● GOAL OF THE EXERCISE
Copy out once more, exactly, the line with "pub async fn new()" and all the lines after it, up to the last line of the data.

_____

//! Builds a project's expenses into a mother/child/grandchild tree keyed by nature code, then
//! filters it by month, searches, sorts, paginates and exports it.

mod api;
pub mod args;
pub mod commands;
mod config;
mod error;
pub mod export;
pub mod model;
pub mod tree;
mod utils;

#[cfg(test)]
mod test;

pub use config::Config;
pub use error::{error_type, Error, ErrorType, Result};
//! Shared test utilities for creating test environments.
//!
//! This module is only compiled when running tests (`#[cfg(test)]`).

use crate::api;
use crate::model::LedgerData;
use crate::Config;
use std::path::{Path, PathBuf};
use tempfile::TempDir;

/// A small project in the source's wire format: three mothers, five children, one reversal and
/// dates spread over February to April 2024.
pub(crate) const SEED_LEDGER: &str = r#"{
    "records": [
        {"nature": "0060", "descri": "Bolsas", "value": 0},
        {"nature": "0062", "descri": "Diárias", "value": 0},
        {"nature": "0070", "descri": "Material de consumo", "value": 0},
        {"nature": "00600001", "descri": "", "value": "400.00", "debcrd": "2",
         "histor": "BOLSA ENSINO JOAO", "date": "20240310"},
        {"nature": "00600001", "descri": "", "value": "400.00", "debcrd": "2",
         "histor": "BOLSA ENSINO ANA", "date": "20240410"},
        {"nature": "00600002", "descri": "", "value": "600.00", "debcrd": "2",
         "histor": "BOLSA COORDENAÇÃO MARIA", "date": "20240315"},
        {"nature": "00620001", "descri": "", "value": "1500.00", "debcrd": "2",
         "histor": "DIARIA VIAGEM CAMPO", "emissao": "20240301", "baixa": "20240320"},
        {"nature": "00620001", "descri": "", "value": "900.00", "debcrd": "1",
         "histor": "ESTORNO DIARIA"},
        {"nature": "00700001", "descri": "Papel A4", "value": "120.50", "debcrd": "2",
         "date": "20240405"},
        {"nature": "00700002", "descri": "", "value": 80, "debcrd": 2,
         "histor": "ATIVIDADE DE CAMPO MATERIAL", "date": "20240220"}
    ],
    "intermediateLabels": {
        "00600001": "Bolsa ensino",
        "00600002": "Bolsa coordenação",
        "00620001": "Diárias e passagens"
    },
    "total": "3100.50",
    "totalCount": 6
}"#;

/// The decoded `SEED_LEDGER`.
pub(crate) fn seed_data() -> LedgerData {
    api::decode(SEED_LEDGER).unwrap()
}

/// Test environment with a home directory and Config. No API is configured, so commands read
/// from a `MemoryLedger` or a file.
/// Holds TempDir to keep the directory alive for the duration of the test.
pub struct TestEnv {
    _temp_dir: TempDir,
    config: Config,
}

impl TestEnv {
    pub async fn new() -> Self {
        let temp_dir = TempDir::new().unwrap();
        let root = temp_dir.path().join("ledger-tree");
        let config = Config::create(&root, None).await.unwrap();
        Self {
            _temp_dir: temp_dir,
            config,
        }
    }

    /// Returns a clone of the Config.
    pub fn config(&self) -> Config {
        self.config.clone()
    }

    /// The home directory.
    pub fn root(&self) -> &Path {
        self.config.root()
    }

    /// Writes `SEED_LEDGER` next to the home directory and returns its path.
    pub async fn write_seed_file(&self) -> PathBuf {
        let path = self._temp_dir.path().join("PRJ-001.json");
        tokio::fs::write(&path, SEED_LEDGER).await.unwrap();
        path
    }
}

_____

● RESPONSE
    pub async fn new() -> Self {
        let temp_dir = TempDir::new().unwrap();
        let root = temp_dir.path().join("ledger-tree");
        let config = Config::create(&root, None).await.unwrap();
        Self {
            _temp_dir: temp_dir,
            config,
        }
    }

    /// Returns a clone of the Config.
    pub fn config(&self) -> Config {
        self.config.clone()
    }

    /// The home directory.
    pub fn root(&self) -> &Path {
        self.config.root()
    }

    /// Writes `SEED_LEDGER` next to the home directory and returns its path.
    pub async fn write_seed_file(&self) -> PathBuf {
        let path = self._temp_dir.path().join("PRJ-001.json");
        tokio::fs::write(&path, SEED_LEDGER).await.unwrap();
        path
    }
}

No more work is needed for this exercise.